#### INPUT FOR THIS TASK:

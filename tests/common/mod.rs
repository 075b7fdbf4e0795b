//! Synthetic Archive II volume builder shared by integration tests and benches

#![allow(dead_code)]

use std::io::Write;

use bzip2::write::BzEncoder;
use flate2::write::GzEncoder;

pub const RECORD_SIZE: usize = 2432;
pub const CTM_SIZE: usize = 12;

/// 2024-01-01 as a NEXRAD modified Julian date
pub const DAY: u16 = 19_724;

/// One generic moment block
#[derive(Debug, Clone)]
pub struct MomentSpec {
    pub name: [u8; 3],
    pub word_size: u8,
    pub scale: f32,
    pub offset: f32,
    pub first_gate: i16,
    pub gate_spacing: i16,
    pub gates: Vec<u16>,
}

impl MomentSpec {
    pub fn new(name: &str, scale: f32, offset: f32, gates: Vec<u16>) -> Self {
        let mut padded = [b' '; 3];
        padded[..name.len()].copy_from_slice(name.as_bytes());
        Self {
            name: padded,
            word_size: 8,
            scale,
            offset,
            first_gate: 2125,
            gate_spacing: 250,
            gates,
        }
    }

    pub fn word_size(mut self, word_size: u8) -> Self {
        self.word_size = word_size;
        self
    }

    pub fn geometry(mut self, first_gate: i16, gate_spacing: i16) -> Self {
        self.first_gate = first_gate;
        self.gate_spacing = gate_spacing;
        self
    }
}

/// Site constants carried in the `VOL` block
#[derive(Debug, Clone, Copy)]
pub struct Site {
    pub lat: f32,
    pub lon: f32,
    pub height: i16,
    pub feedhorn_height: u16,
    pub vcp: u16,
}

pub const KTLX: Site = Site {
    lat: 35.333,
    lon: -97.278,
    height: 370,
    feedhorn_height: 20,
    vcp: 212,
};

/// One message 31 radial
#[derive(Debug, Clone)]
pub struct DigitalSpec {
    pub elevation_number: u8,
    pub azimuth: f32,
    pub elevation: f32,
    pub collect_date: u16,
    pub collect_ms: u32,
    pub site: Option<Site>,
    pub rad: Option<(i16, i16)>,
    pub moments: Vec<MomentSpec>,
}

impl DigitalSpec {
    pub fn new(elevation_number: u8, azimuth: f32) -> Self {
        Self {
            elevation_number,
            azimuth,
            elevation: 0.5 * f32::from(elevation_number),
            collect_date: DAY,
            collect_ms: 43_200_000,
            site: Some(KTLX),
            rad: Some((1_467, 2_650)),
            moments: Vec::new(),
        }
    }

    pub fn time(mut self, collect_date: u16, collect_ms: u32) -> Self {
        self.collect_date = collect_date;
        self.collect_ms = collect_ms;
        self
    }

    pub fn moment(mut self, moment: MomentSpec) -> Self {
        self.moments.push(moment);
        self
    }

    pub fn without_site(mut self) -> Self {
        self.site = None;
        self
    }
}

/// One message 1 radial
#[derive(Debug, Clone)]
pub struct LegacySpec {
    pub elevation_number: u16,
    pub azimuth: u16,
    pub elevation: u16,
    pub collect_ms: u32,
    pub doppler_resolution: u16,
    pub nyquist_vel: i16,
    pub unambig_range: i16,
    pub reflectivity: Vec<u8>,
    pub velocity: Vec<u8>,
    pub width: Vec<u8>,
}

impl LegacySpec {
    pub fn new(elevation_number: u16, azimuth: u16, elevation: u16) -> Self {
        Self {
            elevation_number,
            azimuth,
            elevation,
            collect_ms: 3_600_000,
            doppler_resolution: 2,
            nyquist_vel: 2_650,
            unambig_range: 1_150,
            reflectivity: vec![0, 1, 66, 132],
            velocity: vec![0, 129, 139],
            width: vec![1, 131, 133],
        }
    }
}

fn message_header(size: u16, msg_type: u8) -> Vec<u8> {
    let mut b = Vec::with_capacity(16);
    b.extend_from_slice(&size.to_be_bytes());
    b.push(0);
    b.push(msg_type);
    b.extend_from_slice(&1u16.to_be_bytes());
    b.extend_from_slice(&DAY.to_be_bytes());
    b.extend_from_slice(&43_200_000u32.to_be_bytes());
    b.extend_from_slice(&1u16.to_be_bytes());
    b.extend_from_slice(&1u16.to_be_bytes());
    b
}

/// Variable-length message followed by the next record's CTM bytes
pub fn variable_message(msg_type: u8, body: &[u8]) -> Vec<u8> {
    let mut body = body.to_vec();
    if body.len() % 2 == 1 {
        body.push(0);
    }
    let size = u16::try_from((16 + body.len()) / 2).unwrap();
    let mut b = message_header(size, msg_type);
    b.extend(body);
    b.extend_from_slice(&[0; CTM_SIZE]);
    b
}

/// Message occupying one fixed record slot
pub fn fixed_message(msg_type: u8, body: &[u8]) -> Vec<u8> {
    assert!(16 + body.len() <= RECORD_SIZE);
    let mut b = message_header(1208, msg_type);
    b.extend_from_slice(body);
    b.resize(RECORD_SIZE, 0);
    b
}

fn moment_block(m: &MomentSpec) -> Vec<u8> {
    let mut b = vec![b'D'];
    b.extend_from_slice(&m.name);
    b.extend_from_slice(&0u32.to_be_bytes());
    b.extend_from_slice(&u16::try_from(m.gates.len()).unwrap().to_be_bytes());
    b.extend_from_slice(&m.first_gate.to_be_bytes());
    b.extend_from_slice(&m.gate_spacing.to_be_bytes());
    b.extend_from_slice(&16i16.to_be_bytes());
    b.extend_from_slice(&28i16.to_be_bytes());
    b.push(0);
    b.push(m.word_size);
    b.extend_from_slice(&m.scale.to_be_bytes());
    b.extend_from_slice(&m.offset.to_be_bytes());
    for &gate in &m.gates {
        match m.word_size {
            16 => b.extend_from_slice(&gate.to_be_bytes()),
            _ => b.push(u8::try_from(gate).unwrap()),
        }
    }
    b
}

fn vol_block(site: &Site) -> Vec<u8> {
    let mut b = b"RVOL".to_vec();
    b.extend_from_slice(&44u16.to_be_bytes());
    b.extend_from_slice(&[1, 0]);
    b.extend_from_slice(&site.lat.to_be_bytes());
    b.extend_from_slice(&site.lon.to_be_bytes());
    b.extend_from_slice(&site.height.to_be_bytes());
    b.extend_from_slice(&site.feedhorn_height.to_be_bytes());
    for v in [-44.5f32, 700.0, 700.0, 0.1, 60.0] {
        b.extend_from_slice(&v.to_be_bytes());
    }
    b.extend_from_slice(&site.vcp.to_be_bytes());
    b.extend_from_slice(&[0, 0]);
    b
}

fn rad_block(unambig_range: i16, nyquist_vel: i16) -> Vec<u8> {
    let mut b = b"RRAD".to_vec();
    b.extend_from_slice(&20u16.to_be_bytes());
    b.extend_from_slice(&unambig_range.to_be_bytes());
    b.extend_from_slice(&(-80.0f32).to_be_bytes());
    b.extend_from_slice(&(-80.0f32).to_be_bytes());
    b.extend_from_slice(&nyquist_vel.to_be_bytes());
    b.extend_from_slice(&[0, 0]);
    b
}

/// Message 31 record
pub fn digital_radial(spec: &DigitalSpec) -> Vec<u8> {
    let mut blocks = Vec::new();
    if let Some(site) = &spec.site {
        blocks.push(vol_block(site));
    }
    if let Some((unambig_range, nyquist_vel)) = spec.rad {
        blocks.push(rad_block(unambig_range, nyquist_vel));
    }
    blocks.extend(spec.moments.iter().map(moment_block));
    assert!(blocks.len() <= 10);

    let mut body = Vec::new();
    body.extend_from_slice(b"KTLX");
    body.extend_from_slice(&spec.collect_ms.to_be_bytes());
    body.extend_from_slice(&spec.collect_date.to_be_bytes());
    body.extend_from_slice(&1u16.to_be_bytes());
    body.extend_from_slice(&spec.azimuth.to_be_bytes());
    body.extend_from_slice(&[0, 0]);
    body.extend_from_slice(&0u16.to_be_bytes());
    body.extend_from_slice(&[1, 0, spec.elevation_number, 1]);
    body.extend_from_slice(&spec.elevation.to_be_bytes());
    body.extend_from_slice(&[0, 0]);
    body.extend_from_slice(&u16::try_from(blocks.len()).unwrap().to_be_bytes());

    let mut pointer = 72u32;
    for i in 0..10 {
        match blocks.get(i) {
            Some(block) => {
                body.extend_from_slice(&pointer.to_be_bytes());
                pointer += u32::try_from(block.len()).unwrap();
            }
            None => body.extend_from_slice(&0u32.to_be_bytes()),
        }
    }
    assert_eq!(body.len(), 72);

    for block in blocks {
        body.extend(block);
    }
    variable_message(31, &body)
}

/// Message 5 record with one cut per binary elevation angle
pub fn coverage_pattern(pattern: u16, elevations: &[u16]) -> Vec<u8> {
    let mut b = Vec::new();
    b.extend_from_slice(&0u16.to_be_bytes());
    b.extend_from_slice(&2u16.to_be_bytes());
    b.extend_from_slice(&pattern.to_be_bytes());
    b.extend_from_slice(&u16::try_from(elevations.len()).unwrap().to_be_bytes());
    b.extend_from_slice(&1u16.to_be_bytes());
    b.extend_from_slice(&[2, 2]);
    b.extend_from_slice(&[0; 10]);
    for &angle in elevations {
        b.extend_from_slice(&angle.to_be_bytes());
        b.extend_from_slice(&[1, 1, 0, 1]);
        b.extend_from_slice(&15u16.to_be_bytes());
        b.extend_from_slice(&5_000u16.to_be_bytes());
        b.extend_from_slice(&[0; 12]);
        b.extend_from_slice(&[0; 24]);
    }
    fixed_message(5, &b)
}

/// Message 1 record
pub fn legacy_radial(spec: &LegacySpec) -> Vec<u8> {
    let sur_nbins = u16::try_from(spec.reflectivity.len()).unwrap();
    let doppler_nbins = u16::try_from(spec.velocity.len()).unwrap();
    let sur_pointer = 100u16;
    let vel_pointer = sur_pointer + sur_nbins;
    let width_pointer = vel_pointer + doppler_nbins;

    let mut b = Vec::new();
    b.extend_from_slice(&spec.collect_ms.to_be_bytes());
    b.extend_from_slice(&DAY.to_be_bytes());
    b.extend_from_slice(&spec.unambig_range.to_be_bytes());
    b.extend_from_slice(&spec.azimuth.to_be_bytes());
    b.extend_from_slice(&1u16.to_be_bytes());
    b.extend_from_slice(&0u16.to_be_bytes());
    b.extend_from_slice(&spec.elevation.to_be_bytes());
    b.extend_from_slice(&spec.elevation_number.to_be_bytes());
    b.extend_from_slice(&0u16.to_be_bytes());
    b.extend_from_slice(&65_411u16.to_be_bytes());
    b.extend_from_slice(&1_000u16.to_be_bytes());
    b.extend_from_slice(&250u16.to_be_bytes());
    b.extend_from_slice(&sur_nbins.to_be_bytes());
    b.extend_from_slice(&doppler_nbins.to_be_bytes());
    b.extend_from_slice(&1u16.to_be_bytes());
    b.extend_from_slice(&0.0f32.to_be_bytes());
    b.extend_from_slice(&sur_pointer.to_be_bytes());
    b.extend_from_slice(&vel_pointer.to_be_bytes());
    b.extend_from_slice(&width_pointer.to_be_bytes());
    b.extend_from_slice(&spec.doppler_resolution.to_be_bytes());
    b.extend_from_slice(&21u16.to_be_bytes());
    b.extend_from_slice(&[0; 14]);
    b.extend_from_slice(&spec.nyquist_vel.to_be_bytes());
    b.extend_from_slice(&0i16.to_be_bytes());
    b.extend_from_slice(&0i16.to_be_bytes());
    b.extend_from_slice(&0u16.to_be_bytes());
    b.extend_from_slice(&[0; 32]);
    assert_eq!(b.len(), 100);

    b.extend_from_slice(&spec.reflectivity);
    b.extend_from_slice(&spec.velocity);
    b.extend_from_slice(&spec.width);
    fixed_message(1, &b)
}

/// 24-byte volume header
pub fn volume_header(icao: &[u8; 4]) -> Vec<u8> {
    let mut b = Vec::new();
    b.extend_from_slice(b"AR2V0006.");
    b.extend_from_slice(b"001");
    b.extend_from_slice(&u32::from(DAY).to_be_bytes());
    b.extend_from_slice(&43_200_000u32.to_be_bytes());
    b.extend_from_slice(icao);
    b
}

/// Volume with the given compression marker and uncompressed messages
pub fn volume_with_marker(marker: [u8; 2], messages: &[Vec<u8>]) -> Vec<u8> {
    let mut b = volume_header(b"KTLX");
    b.extend_from_slice(&[0; 4]);
    b.extend_from_slice(&marker);
    b.extend_from_slice(&[0; 6]);
    for message in messages {
        b.extend_from_slice(message);
    }
    b
}

/// Uncompressed volume
pub fn uncompressed_volume(messages: &[Vec<u8>]) -> Vec<u8> {
    volume_with_marker([0, 0], messages)
}

/// BZIP2 block-compressed volume split into `blocks` roughly equal blocks
pub fn bzip2_volume(messages: &[Vec<u8>], blocks: usize) -> Vec<u8> {
    let mut stream = vec![0u8; CTM_SIZE];
    for message in messages {
        stream.extend_from_slice(message);
    }

    let chunk = stream.len().div_ceil(blocks.max(1));
    let chunks: Vec<&[u8]> = stream.chunks(chunk).collect();

    let mut b = volume_header(b"KTLX");
    for (i, part) in chunks.iter().enumerate() {
        let mut encoder = BzEncoder::new(Vec::new(), bzip2::Compression::best());
        encoder.write_all(part).unwrap();
        let compressed = encoder.finish().unwrap();

        let size = i32::try_from(compressed.len()).unwrap();
        let word = if i + 1 == chunks.len() { -size } else { size };
        b.extend_from_slice(&word.to_be_bytes());
        b.extend(compressed);
    }
    b
}

/// Whole-file gzip envelope
pub fn gzip(bytes: &[u8]) -> Vec<u8> {
    let mut encoder = GzEncoder::new(Vec::new(), flate2::Compression::default());
    encoder.write_all(bytes).unwrap();
    encoder.finish().unwrap()
}

/// A small multi-scan volume: `nscans` elevations of `nrays` radials each,
/// every radial carrying REF (8-bit) and ZDR (16-bit) moments
pub fn sample_messages(nscans: u8, nrays: u16, ngates: u16) -> Vec<Vec<u8>> {
    let elevations: Vec<u16> = (1..=u16::from(nscans)).map(|e| e * 91).collect();
    let mut messages = vec![coverage_pattern(212, &elevations)];

    for elevation_number in 1..=nscans {
        for ray in 0..nrays {
            let azimuth = f32::from(ray) * 360.0 / f32::from(nrays);
            let refl: Vec<u16> = (0..ngates).map(|g| (g + ray) % 256).collect();
            let zdr: Vec<u16> = (0..ngates).map(|g| g * 3 + ray).collect();
            let ms = 43_200_000 + u32::from(elevation_number) * 30_000 + u32::from(ray) * 100;
            let spec = DigitalSpec::new(elevation_number, azimuth)
                .time(DAY, ms)
                .moment(MomentSpec::new("REF", 2.0, 66.0, refl))
                .moment(MomentSpec::new("ZDR", 16.0, 128.0, zdr).word_size(16));
            messages.push(digital_radial(&spec));
        }
    }
    messages
}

#### WHAT TO WORK ON:
Of all the entries above, retype exactly the lines from the line with "for v in [-44.5f32, 700.0, 700.0, 0.1, 60.0]" to the line with "b.extend_from_slice(&2u16.to_be_bytes());", both included, and no others.

#### PROBLEM SOLUTION:
    for v in [-44.5f32, 700.0, 700.0, 0.1, 60.0] {
        b.extend_from_slice(&v.to_be_bytes());
    }
    b.extend_from_slice(&site.vcp.to_be_bytes());
    b.extend_from_slice(&[0, 0]);
    b
}

fn rad_block(unambig_range: i16, nyquist_vel: i16) -> Vec<u8> {
    let mut b = b"RRAD".to_vec();
    b.extend_from_slice(&20u16.to_be_bytes());
    b.extend_from_slice(&unambig_range.to_be_bytes());
    b.extend_from_slice(&(-80.0f32).to_be_bytes());
    b.extend_from_slice(&(-80.0f32).to_be_bytes());
    b.extend_from_slice(&nyquist_vel.to_be_bytes());
    b.extend_from_slice(&[0, 0]);
    b
}

/// Message 31 record
pub fn digital_radial(spec: &DigitalSpec) -> Vec<u8> {
    let mut blocks = Vec::new();
    if let Some(site) = &spec.site {
        blocks.push(vol_block(site));
    }
    if let Some((unambig_range, nyquist_vel)) = spec.rad {
        blocks.push(rad_block(unambig_range, nyquist_vel));
    }
    blocks.extend(spec.moments.iter().map(moment_block));
    assert!(blocks.len() <= 10);

    let mut body = Vec::new();
    body.extend_from_slice(b"KTLX");
    body.extend_from_slice(&spec.collect_ms.to_be_bytes());
    body.extend_from_slice(&spec.collect_date.to_be_bytes());
    body.extend_from_slice(&1u16.to_be_bytes());
    body.extend_from_slice(&spec.azimuth.to_be_bytes());
    body.extend_from_slice(&[0, 0]);
    body.extend_from_slice(&0u16.to_be_bytes());
    body.extend_from_slice(&[1, 0, spec.elevation_number, 1]);
    body.extend_from_slice(&spec.elevation.to_be_bytes());
    body.extend_from_slice(&[0, 0]);
    body.extend_from_slice(&u16::try_from(blocks.len()).unwrap().to_be_bytes());

    let mut pointer = 72u32;
    for i in 0..10 {
        match blocks.get(i) {
            Some(block) => {
                body.extend_from_slice(&pointer.to_be_bytes());
                pointer += u32::try_from(block.len()).unwrap();
            }
            None => body.extend_from_slice(&0u32.to_be_bytes()),
        }
    }
    assert_eq!(body.len(), 72);

    for block in blocks {
        body.extend(block);
    }
    variable_message(31, &body)
}

/// Message 5 record with one cut per binary elevation angle
pub fn coverage_pattern(pattern: u16, elevations: &[u16]) -> Vec<u8> {
    let mut b = Vec::new();
    b.extend_from_slice(&0u16.to_be_bytes());
    b.extend_from_slice(&2u16.to_be_bytes());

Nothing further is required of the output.